In the study, Evidence of anthropogenic impacts on global drought frequency, duration, and intensity, scientists in UCI’s Department of Civil and Environmental Engineering showed that over the past century, the likelihood of stronger and more long-lasting dry spells grew in the Americas, the Mediterranean, western and southern Africa and eastern Asia.

“There has always been natural variability in drought events around the world, but our research shows the clear human influence on drying, specifically from anthropogenic aerosols, carbon dioxide and other greenhouse gases,” said lead author Felicia Chiang, who conducted the project as a UCI graduate student in civil and environmental engineering.

Chiang, who is now a postdoctoral scholar at NASA’s Goddard Institute for Space Studies, said that her team’s research demonstrated significant shifts in drought characteristics, such as frequency, duration and intensity, due to human influence, or what they call “anthropogenic forcing”.
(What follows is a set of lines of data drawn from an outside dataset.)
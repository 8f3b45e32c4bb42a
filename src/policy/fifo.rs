//! # FIFO (First In, First Out) Cache
//!
//! Evicts the entry that was inserted earliest, ignoring how often or how
//! recently it has been read.
//!
//! ## Architecture
//!
//! ```text
//!   ┌──────────────────────────────────────────────────────────────────────┐
//!   │                          FifoCache<K, V>                             │
//!   │                                                                      │
//!   │   index: FxHashMap<K, SlotId>                                        │
//!   │        │                                                             │
//!   │        ▼                                                             │
//!   │   order: IntrusiveList<Entry<K, V>>                                  │
//!   │                                                                      │
//!   │     head ─► [d] ◄──► [c] ◄──► [b] ◄──► [a] ◄── tail                  │
//!   │           newest                      oldest (next victim)           │
//!   └──────────────────────────────────────────────────────────────────────┘
//! ```
//!
//! ## Semantics
//!
//! - `set` of a new key pushes it at the head; when full the tail goes first.
//! - `set` of a resident key swaps the value in place. Its queue position is
//!   left alone, so an updated key is still evicted by its original arrival.
//! - `get` has no side effect on ordering.
//! - `delete` unlinks the node in O(1).
//!
//! ## Example
//!
//! ```
//! use cachelab::policy::fifo::FifoCache;
//! use cachelab::traits::CoreCache;
//!
//! let mut cache = FifoCache::new(2);
//! cache.set("a", 1);
//! cache.set("b", 2);
//! assert_eq!(cache.get(&"a"), Ok(&1));
//!
//! cache.set("c", 3); // evicts "a" despite the read
//! assert!(!cache.contains(&"a"));
//! assert_eq!(cache.peek_oldest(), Some((&"b", &2)));
//! ```
use std::hash::Hash;

use rustc_hash::FxHashMap;
use tracing::trace;

use crate::ds::intrusive_list::IntrusiveList;
use crate::ds::slot_arena::SlotId;
use crate::error::{CacheError, ConfigError, check_capacity};
use crate::traits::CoreCache;

#[derive(Debug)]
struct Entry<K, V> {
    key: K,
    value: V,
}

/// Insertion-ordered cache.
#[derive(Debug)]
pub struct FifoCache<K, V> {
    index: FxHashMap<K, SlotId>,
    order: IntrusiveList<Entry<K, V>>,
    capacity: usize,
}

impl<K, V> FifoCache<K, V>
where
    K: Eq + Hash + Clone,
{
    /// Creates a FIFO cache holding at most `capacity` entries.
    ///
    /// # Panics
    ///
    /// Panics if `capacity` is zero. Use [`try_new`](Self::try_new) for
    /// user-supplied sizes.
    pub fn new(capacity: usize) -> Self {
        match Self::try_new(capacity) {
            Ok(cache) => cache,
            Err(err) => panic!("{err}"),
        }
    }

    pub fn try_new(capacity: usize) -> Result<Self, ConfigError> {
        check_capacity(capacity)?;
        Ok(Self {
            index: FxHashMap::with_capacity_and_hasher(capacity, Default::default()),
            order: IntrusiveList::with_capacity(capacity),
            capacity,
        })
    }

    /// Returns the entry that will be evicted next.
    pub fn peek_oldest(&self) -> Option<(&K, &V)> {
        self.order.back().map(|entry| (&entry.key, &entry.value))
    }

    fn evict_oldest(&mut self) {
        if let Some(entry) = self.order.pop_back() {
            self.index.remove(&entry.key);
            trace!(policy = "fifo", "evicted oldest entry");
        }
    }

    #[cfg(any(test, debug_assertions))]
    pub fn debug_validate_invariants(&self) {
        self.order.debug_validate_invariants();
        assert_eq!(self.index.len(), self.order.len());
        assert!(self.index.len() <= self.capacity);
        for (key, &id) in &self.index {
            let entry = self.order.get(id).expect("indexed slot missing");
            assert!(&entry.key == key, "index points at wrong entry");
        }
    }
}

impl<K, V> CoreCache<K, V> for FifoCache<K, V>
where
    K: Eq + Hash + Clone,
{
    fn set(&mut self, key: K, value: V) -> Option<V> {
        if let Some(&id) = self.index.get(&key) {
            let entry = self.order.get_mut(id);
            debug_assert!(entry.is_some(), "fifo index points at a freed slot");
            let entry = entry?;
            return Some(std::mem::replace(&mut entry.value, value));
        }

        if self.order.len() >= self.capacity {
            self.evict_oldest();
        }

        let id = self.order.push_front(Entry {
            key: key.clone(),
            value,
        });
        self.index.insert(key, id);
        None
    }

    fn get(&mut self, key: &K) -> Result<&V, CacheError> {
        let &id = self.index.get(key).ok_or(CacheError::KeyNotFound)?;
        self.order
            .get(id)
            .map(|entry| &entry.value)
            .ok_or(CacheError::KeyNotFound)
    }

    fn delete(&mut self, key: &K) -> Result<V, CacheError> {
        let id = self.index.remove(key).ok_or(CacheError::KeyNotFound)?;
        self.order
            .remove(id)
            .map(|entry| entry.value)
            .ok_or(CacheError::KeyNotFound)
    }

    fn clear(&mut self) {
        self.index.clear();
        self.order.clear();
    }

    fn contains(&self, key: &K) -> bool {
        self.index.contains_key(key)
    }

    fn len(&self) -> usize {
        self.index.len()
    }

    fn capacity(&self) -> usize {
        self.capacity
    }
}
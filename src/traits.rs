//! # Cache Contract
//!
//! Every eviction policy in this crate implements [`CoreCache`], so code that
//! only needs "a bounded cache" can be written once and handed any engine.
//!
//! ## Architecture
//!
//! ```text
//!                   ┌─────────────────────────────────────────────┐
//!                   │               CoreCache<K, V>               │
//!                   │                                             │
//!                   │  set(&mut, K, V) → Option<V>                │
//!                   │  get(&mut, &K) → Result<&V, CacheError>     │
//!                   │  delete(&mut, &K) → Result<V, CacheError>   │
//!                   │  clear(&mut)                                │
//!                   │  contains(&, &K) → bool                     │
//!                   │  len(&) / is_empty(&) / capacity(&)         │
//!                   └──────────────────────┬──────────────────────┘
//!                                          │
//!        ┌──────────────┬──────────────┬───┴──────────┬──────────────┐
//!        ▼              ▼              ▼              ▼              ▼
//!   ┌─────────┐    ┌─────────┐    ┌─────────┐    ┌─────────┐    ┌─────────┐
//!   │  FIFO   │    │   LRU   │    │   LFU   │    │   TTL   │    │   ARC   │
//!   └─────────┘    └─────────┘    └─────────┘    └─────────┘    └─────────┘
//! ```
//!
//! ## Policy Comparison
//!
//! | Policy | Eviction Basis               | `get` side effect           |
//! |--------|------------------------------|-----------------------------|
//! | FIFO   | Insertion order              | none                        |
//! | LRU    | Last access time             | move to MRU                 |
//! | LFU    | Access count, then age       | frequency + 1               |
//! | TTL    | Expiry, then insertion order | lazy expiry check           |
//! | ARC    | Adaptive recency/frequency   | T1 → T2 promotion           |
//!
//! ## Thread Safety
//!
//! Engines take `&mut self` and are not synchronized. Share one across
//! threads through [`Cache`](crate::builder::Cache), which serializes every
//! call behind a single lock.

use crate::error::CacheError;

/// Core cache operations that all caches support.
///
/// # Type Parameters
///
/// - `K`: Key type (implementations require `Eq + Hash + Clone`)
/// - `V`: Value type, opaque to the cache
///
/// # Example
///
/// ```
/// use cachelab::traits::CoreCache;
/// use cachelab::policy::lru::LruCache;
///
/// fn warm_cache<C: CoreCache<u64, String>>(cache: &mut C, data: &[(u64, String)]) {
///     for (key, value) in data {
///         cache.set(*key, value.clone());
///     }
/// }
///
/// let mut cache = LruCache::new(100);
/// warm_cache(&mut cache, &[(1, "one".to_string()), (2, "two".to_string())]);
/// assert_eq!(cache.len(), 2);
/// ```
pub trait CoreCache<K, V> {
    /// Inserts or updates `key`, returning the previous value if it existed.
    ///
    /// If the key is new and the cache is full, exactly one entry is evicted
    /// according to the policy before the new entry is inserted.
    ///
    /// # Example
    ///
    /// ```
    /// use cachelab::traits::CoreCache;
    /// use cachelab::policy::fifo::FifoCache;
    ///
    /// let mut cache = FifoCache::new(10);
    /// assert_eq!(cache.set(1, "first"), None);
    /// assert_eq!(cache.set(1, "second"), Some("first"));
    /// ```
    fn set(&mut self, key: K, value: V) -> Option<V>;

    /// Looks up `key`, applying the policy's access bookkeeping on a hit.
    ///
    /// Fails with [`CacheError::KeyNotFound`] when the key is absent or, for
    /// time-bounded caches, expired.
    ///
    /// # Example
    ///
    /// ```
    /// use cachelab::error::CacheError;
    /// use cachelab::traits::CoreCache;
    /// use cachelab::policy::lfu::LfuCache;
    ///
    /// let mut cache = LfuCache::new(10);
    /// cache.set(1, "value");
    ///
    /// assert_eq!(cache.get(&1), Ok(&"value"));
    /// assert_eq!(cache.get(&99), Err(CacheError::KeyNotFound));
    /// ```
    fn get(&mut self, key: &K) -> Result<&V, CacheError>;

    /// Removes `key` and all of its bookkeeping, returning the value.
    ///
    /// # Example
    ///
    /// ```
    /// use cachelab::traits::CoreCache;
    /// use cachelab::policy::arc::ArcCache;
    ///
    /// let mut cache = ArcCache::new(10);
    /// cache.set(1, "value");
    ///
    /// assert_eq!(cache.delete(&1), Ok("value"));
    /// assert!(cache.delete(&1).is_err());
    /// ```
    fn delete(&mut self, key: &K) -> Result<V, CacheError>;

    /// Removes all entries. Calling it on an empty cache is a no-op.
    fn clear(&mut self);

    /// Checks residency without touching access state.
    fn contains(&self, key: &K) -> bool;

    /// Returns the current number of entries in the cache.
    fn len(&self) -> usize;

    /// Returns `true` if the cache contains no entries.
    fn is_empty(&self) -> bool {
        self.len() == 0
    }

    /// Returns the maximum number of entries.
    fn capacity(&self) -> usize;
}
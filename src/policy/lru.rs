//! # LRU (Least Recently Used) Cache
//!
//! Evicts the entry that has gone longest without being read or written.
//!
//! ## Architecture
//!
//! ```text
//!   ┌──────────────────────────────────────────────────────────────────────┐
//!   │                          LruCache<K, V>                              │
//!   │                                                                      │
//!   │   index: FxHashMap<K, SlotId>   ──►   list: IntrusiveList<Entry>     │
//!   │                                                                      │
//!   │     head ─► [MRU] ◄──► ... ◄──► [LRU] ◄── tail                       │
//!   │              ▲                     │                                 │
//!   │   get / set / touch                └─► evicted on overflow           │
//!   └──────────────────────────────────────────────────────────────────────┘
//! ```
//!
//! Every operation is O(1): the index hands back the node's [`SlotId`] and
//! the list splices it to the head without walking.
//!
//! ## Example
//!
//! ```
//! use cachelab::policy::lru::LruCache;
//! use cachelab::traits::CoreCache;
//!
//! let mut cache = LruCache::new(3);
//! cache.set("a", 1);
//! cache.set("b", 2);
//! cache.set("c", 3);
//!
//! cache.get(&"a").unwrap();
//! cache.set("d", 4); // "b" is now least recently used
//!
//! assert!(!cache.contains(&"b"));
//! assert_eq!(cache.peek_lru(), Some((&"c", &3)));
//! ```
use std::hash::Hash;

use rustc_hash::FxHashMap;
use tracing::trace;

use crate::ds::intrusive_list::IntrusiveList;
use crate::ds::slot_arena::SlotId;
use crate::error::{CacheError, ConfigError, check_capacity};
use crate::traits::CoreCache;

#[derive(Debug)]
struct Entry<K, V> {
    key: K,
    value: V,
}

/// Recency-ordered cache.
#[derive(Debug)]
pub struct LruCache<K, V> {
    index: FxHashMap<K, SlotId>,
    list: IntrusiveList<Entry<K, V>>,
    capacity: usize,
}

impl<K, V> LruCache<K, V>
where
    K: Eq + Hash + Clone,
{
    /// Creates an LRU cache holding at most `capacity` entries.
    ///
    /// # Panics
    ///
    /// Panics if `capacity` is zero.
    pub fn new(capacity: usize) -> Self {
        match Self::try_new(capacity) {
            Ok(cache) => cache,
            Err(err) => panic!("{err}"),
        }
    }

    pub fn try_new(capacity: usize) -> Result<Self, ConfigError> {
        check_capacity(capacity)?;
        Ok(Self {
            index: FxHashMap::with_capacity_and_hasher(capacity, Default::default()),
            list: IntrusiveList::with_capacity(capacity),
            capacity,
        })
    }

    /// Returns the least recently used entry without touching it.
    pub fn peek_lru(&self) -> Option<(&K, &V)> {
        self.list.back().map(|entry| (&entry.key, &entry.value))
    }

    /// Marks `key` as most recently used without reading it.
    pub fn touch(&mut self, key: &K) -> bool {
        match self.index.get(key) {
            Some(&id) => self.list.move_to_front(id),
            None => false,
        }
    }

    fn evict_lru(&mut self) {
        if let Some(entry) = self.list.pop_back() {
            self.index.remove(&entry.key);
            trace!(policy = "lru", "evicted least recently used entry");
        }
    }

    #[cfg(any(test, debug_assertions))]
    pub fn debug_validate_invariants(&self) {
        self.list.debug_validate_invariants();
        assert_eq!(self.index.len(), self.list.len());
        assert!(self.index.len() <= self.capacity);
        for (key, &id) in &self.index {
            let entry = self.list.get(id).expect("indexed slot missing");
            assert!(&entry.key == key, "index points at wrong entry");
        }
    }
}

impl<K, V> CoreCache<K, V> for LruCache<K, V>
where
    K: Eq + Hash + Clone,
{
    fn set(&mut self, key: K, value: V) -> Option<V> {
        if let Some(&id) = self.index.get(&key) {
            self.list.move_to_front(id);
            let entry = self.list.get_mut(id);
            debug_assert!(entry.is_some(), "lru index points at a freed slot");
            let entry = entry?;
            return Some(std::mem::replace(&mut entry.value, value));
        }

        if self.list.len() >= self.capacity {
            self.evict_lru();
        }

        let id = self.list.push_front(Entry {
            key: key.clone(),
            value,
        });
        self.index.insert(key, id);
        None
    }

    fn get(&mut self, key: &K) -> Result<&V, CacheError> {
        let &id = self.index.get(key).ok_or(CacheError::KeyNotFound)?;
        self.list.move_to_front(id);
        self.list
            .get(id)
            .map(|entry| &entry.value)
            .ok_or(CacheError::KeyNotFound)
    }

    fn delete(&mut self, key: &K) -> Result<V, CacheError> {
        let id = self.index.remove(key).ok_or(CacheError::KeyNotFound)?;
        self.list
            .remove(id)
            .map(|entry| entry.value)
            .ok_or(CacheError::KeyNotFound)
    }

    fn clear(&mut self) {
        self.index.clear();
        self.list.clear();
    }

    fn contains(&self, key: &K) -> bool {
        self.index.contains_key(key)
    }

    fn len(&self) -> usize {
        self.index.len()
    }

    fn capacity(&self) -> usize {
        self.capacity
    }
}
The researchers used the recently released Coupled Model Intercomparison Project Phase 6 platform to run climate simulations showing how the length and strength of droughts changes under various scenarios including “natural-only” and with the addition of greenhouse gas and aerosol emissions.

The modeling experiments under natural-only conditions did not show regional changes in drought characteristics from the late 19th to late 20th centuries, according to the study. But when the team accounted for anthropogenic greenhouse gas and aerosol contributions, statistically significant increases occurred in drought hotspots in southern Europe, Central and South America, western and southern Africa and eastern Asia.

The team found that in examining the anthropogenic forcings separately, greenhouse gases had a bigger impact in the Mediterranean, Central America, the Amazon and southern Africa, while anthropogenic aerosols played a larger role in Northern Hemisphere monsoonal and sub-arctic regions.

This study was supported by NOAA’s Climate Program Office and relied on climate modeling software provided by the US Department of Energy.